El día 6 de noviembre de 1837, el pueblo de Madrid asistió en el patíbulo de Puerta de Toledo, al
ajusticiamiento de Luis Candelas.
El preso tenía poco más de treinta años, era moreno y guapo, y muchas mujeres
suspiraban al ver su final. La mayoría de los espectadores consideraban injusto el que se diese
muerte a alguien que nunca había cometido un asesinato, pero la reina María Cristina no
quería indultarle, por razones políticas: Candelas se había burlado de la policía del reino
durante muchos años.
Para los ciudadanos de Madrid, Luis Candelas era un personaje casi fabuloso. Había
nacido en el barrio de Lavapiés, y se contaba que, cuando la comadrona le examinó, descubrió
en el reverso de su lengua la cruz de San Andrés, signo de que el recién nacido tendría un
destino peculiar, para bien o para mal. En el juicio se descubrió que desde niño había sido muy
aficionado al robo. Con los años, y sin dejar nunca de pertenecer a bandas de delincuentes,
había llegado a ser funcionario público, y se encargaba de recaudar impuestos.
En los diez años anteriores a su muerte, Luis Candelas había sido la admiración de
todos los madrileños y la pesadilla de la policía. Parece que se había dedicado a saquear a los
campesinos que traían sus productos desde Andalucía, y que se había fugado cuando lo
trasladaron a la cárcel en el Peñón de Alhucemas, castigado a trabajos forzados.

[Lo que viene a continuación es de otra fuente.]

use crate::color::{
    self, CategoryColors, DARK_SLATE_GREY, METRIC_COLORS, PLASMA_R, RETENTION_3D,
    RETENTION_PRODUCTS,
};
use crate::data::aggregate::{MetricRow, aggregate_by_location, melt};
use crate::data::model::{CustomerRecord, RetentionStatus, ScoreKey};

use super::{
    AnimatedScatterChart, AnimationFrame, BarSeries, DashboardCharts, GroupedBarChart,
    MarkerStyle, MarkerSymbol, PRODUCT_SIZE_MAX, PieChart, PieSlice, Scatter3dChart,
    ScatterTrace, SizedPoint, Trace3d,
};

/// Run the aggregation stage and all four builders over one subset.
pub fn build_dashboard(subset: &[&CustomerRecord]) -> DashboardCharts {
    let tidy = melt(&aggregate_by_location(subset));
    DashboardCharts {
        satisfaction: satisfaction_pie(subset),
        age_satisfaction: age_satisfaction_3d(subset),
        location: location_performance(&tidy),
        products: product_interaction(subset),
    }
}

/// Retention statuses in order of first appearance.
fn statuses_in_order(subset: &[&CustomerRecord]) -> Vec<RetentionStatus> {
    let mut seen = Vec::new();
    for rec in subset {
        if !seen.contains(&rec.retention_status) {
            seen.push(rec.retention_status);
        }
    }
    seen
}

// ---------------------------------------------------------------------------
// Satisfaction donut
// ---------------------------------------------------------------------------

/// One slice per distinct satisfaction score, sized by the summed score.
pub fn satisfaction_pie(subset: &[&CustomerRecord]) -> PieChart {
    // (score, summed value) in first-appearance order
    let mut groups: Vec<(ScoreKey, f64)> = Vec::new();
    for rec in subset {
        let key = ScoreKey(rec.satisfaction_score);
        match groups.iter_mut().find(|(k, _)| *k == key) {
            Some(group) => group.1 += rec.satisfaction_score,
            None => groups.push((key, rec.satisfaction_score)),
        }
    }

    let mut colors = CategoryColors::sequence(&PLASMA_R);
    let mut slices: Vec<PieSlice> = groups
        .into_iter()
        .filter(|(_, value)| *value > 0.0)
        .map(|(key, value)| {
            let label = key.to_string();
            PieSlice {
                color: colors.color_for(&label),
                label,
                value,
                fraction: 0.0,
            }
        })
        .collect();

    let total: f64 = slices.iter().map(|s| s.value).sum();
    for slice in &mut slices {
        slice.fraction = slice.value / total;
    }
    slices.sort_by(|a, b| b.value.total_cmp(&a.value));

    PieChart {
        title: "Customer Satisfaction Snapshot",
        hole: 0.4,
        slices,
    }
}

// ---------------------------------------------------------------------------
// Age / satisfaction / time-on-site 3D scatter
// ---------------------------------------------------------------------------

pub fn age_satisfaction_3d(subset: &[&CustomerRecord]) -> Scatter3dChart {
    let mut colors = CategoryColors::discrete(&RETENTION_3D);
    let traces = statuses_in_order(subset)
        .into_iter()
        .enumerate()
        .map(|(i, status)| Trace3d {
            name: status.to_string(),
            color: colors.color_for(status.as_str()),
            symbol: MarkerSymbol::SEQUENCE[i % MarkerSymbol::SEQUENCE.len()],
            points: subset
                .iter()
                .filter(|r| r.retention_status == status)
                .map(|r| [r.age as f64, r.satisfaction_score, r.time_spent_on_site])
                .collect(),
        })
        .collect();

    Scatter3dChart {
        title: "3D Insight: Age, Satisfaction & Site Engagement",
        axis_titles: ["Age", "Satisfaction_Score", "Time_Spent_on_Site"],
        marker: MarkerStyle {
            size: 5.0,
            opacity: 0.8,
            line_width: 0.5,
            line_color: color::hex(DARK_SLATE_GREY),
        },
        traces,
    }
}

// ---------------------------------------------------------------------------
// Location grouped bar
// ---------------------------------------------------------------------------

/// Bars grouped by location, one series per metric, from the long form.
pub fn location_performance(rows: &[MetricRow]) -> GroupedBarChart {
    let mut categories: Vec<String> = Vec::new();
    let mut metrics = Vec::new();
    for row in rows {
        if !categories.contains(&row.location) {
            categories.push(row.location.clone());
        }
        if !metrics.contains(&row.metric) {
            metrics.push(row.metric);
        }
    }

    let mut colors = CategoryColors::sequence(&METRIC_COLORS);
    let series = metrics
        .into_iter()
        .map(|metric| BarSeries {
            metric,
            color: colors.color_for(metric.tag()),
            values: categories
                .iter()
                .map(|loc| {
                    rows.iter()
                        .find(|r| r.metric == metric && r.location == *loc)
                        .map_or(0.0, |r| r.value)
                })
                .collect(),
        })
        .collect();

    GroupedBarChart {
        title: "Location Performance: Satisfaction & Feedback",
        x_title: "Location",
        y_title: "Average_Score",
        categories,
        series,
    }
}

// ---------------------------------------------------------------------------
// Animated product scatter
// ---------------------------------------------------------------------------

/// Marker diameter proportional to the square root of `value / max`, so
/// marker area tracks the value.
pub fn marker_diameter(value: f64, max: f64) -> f32 {
    if max <= 0.0 || value <= 0.0 {
        return 0.0;
    }
    PRODUCT_SIZE_MAX * (value / max).sqrt() as f32
}

/// `[min, max]` padded by 5%; a degenerate span widens to ±1.
fn padded_range(values: impl Iterator<Item = f64>) -> [f64; 2] {
    let (lo, hi) = values.fold((f64::INFINITY, f64::NEG_INFINITY), |(lo, hi), v| {
        (lo.min(v), hi.max(v))
    });
    if !lo.is_finite() {
        return [0.0, 1.0];
    }
    let span = hi - lo;
    if span.abs() < f64::EPSILON {
        [lo - 1.0, hi + 1.0]
    } else {
        [lo - span * 0.05, hi + span * 0.05]
    }
}

pub fn product_interaction(subset: &[&CustomerRecord]) -> AnimatedScatterChart {
    let statuses = statuses_in_order(subset);
    let max_time = subset
        .iter()
        .map(|r| r.time_spent_on_site)
        .fold(0.0_f64, f64::max);

    // Frames in order of first appearance, like an unsorted group-by.
    let mut scores: Vec<ScoreKey> = Vec::new();
    for rec in subset {
        let key = ScoreKey(rec.satisfaction_score);
        if !scores.contains(&key) {
            scores.push(key);
        }
    }

    let mut colors = CategoryColors::discrete(&RETENTION_PRODUCTS);
    let status_colors: Vec<_> = statuses
        .iter()
        .map(|s| (*s, colors.color_for(s.as_str())))
        .collect();

    let frames = scores
        .into_iter()
        .map(|score| AnimationFrame {
            label: score.to_string(),
            traces: status_colors
                .iter()
                .map(|(status, color)| ScatterTrace {
                    name: status.to_string(),
                    color: *color,
                    points: subset
                        .iter()
                        .filter(|r| {
                            r.retention_status == *status
                                && ScoreKey(r.satisfaction_score) == score
                        })
                        .map(|r| SizedPoint {
                            x: r.products_purchased as f64,
                            y: r.products_viewed as f64,
                            diameter: marker_diameter(r.time_spent_on_site, max_time),
                        })
                        .collect(),
                })
                .collect(),
        })
        .collect();

    AnimatedScatterChart {
        title: "Animated: Product Interaction Dynamics & Retention",
        x_title: "Products_Purchased",
        y_title: "Products_Viewed",
        frame_title: "Satisfaction_Score",
        x_range: padded_range(subset.iter().map(|r| r.products_purchased as f64)),
        y_range: padded_range(subset.iter().map(|r| r.products_viewed as f64)),
        frames,
    }
}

Desde que se instaló definitivamente en Madrid, sus acciones habían sido cada vez
más arriesgadas, sin que nadie hubiese podido descubrir donde se escondía. En el juicio se
supo que la herencia del dinero de su madre le había permitido cambiar de personalidad
muchas veces. Diciendo que era un hacendado llegado de Perú, se reunía con los artistas y
políticos liberales en lugares como la Fontana de Oro o el café de Lorencini. Era propietario de
una pequeña taberna en el centro y allí cambiaba de personalidad, disfrazándose
constantemente.
Cuando se hacía pasar por hacendado peruano, robaba las carteras y los relojes de los
más famosos políticos. Cuando era Luis Candelas, realizaba grandes asaltos, como el de la
diligencia en la que viajaba el embajador de Francia; robaba en las casas de los sacerdotes;
secuestraba a las mujeres e hijas de los caballeros. Disfrazado de secretario del obispo,
desvalijó una famosa tienda de objetos sagrados que había en frente de la Posada del Peine.
En una ocasión se introdujo en el establecimiento de la modista de la reina, donde se
encontraban algunas señoras nobles a las que robó todas sus joyas. Tras este último robo, la
policía comenzó a acosarle demasiado, porque lo que decidió marcharse fuera de España una
temporada. Iba con él su joven amante, Clara, que estaba triste y nostálgica por alejarse de su
tierra, y fue entorpeciendo la huida de Luis Candelas, que al final fue arrestado en la frontera.
Fue encerrado en la cárcel de Corte de Madrid, que hoy se llama Palacio de Santa Cruz.
La mañana de su ajusticiamiento, se quitó con lentitud el pañuelo que llevaba al cuello y la
sortija del dedo, y se las entregó al fraile que le acompañaba. Después se volvió al público y
exclamó: “¡Sé feliz, patria mía!”, y tras ello el verdugo le dio garrote.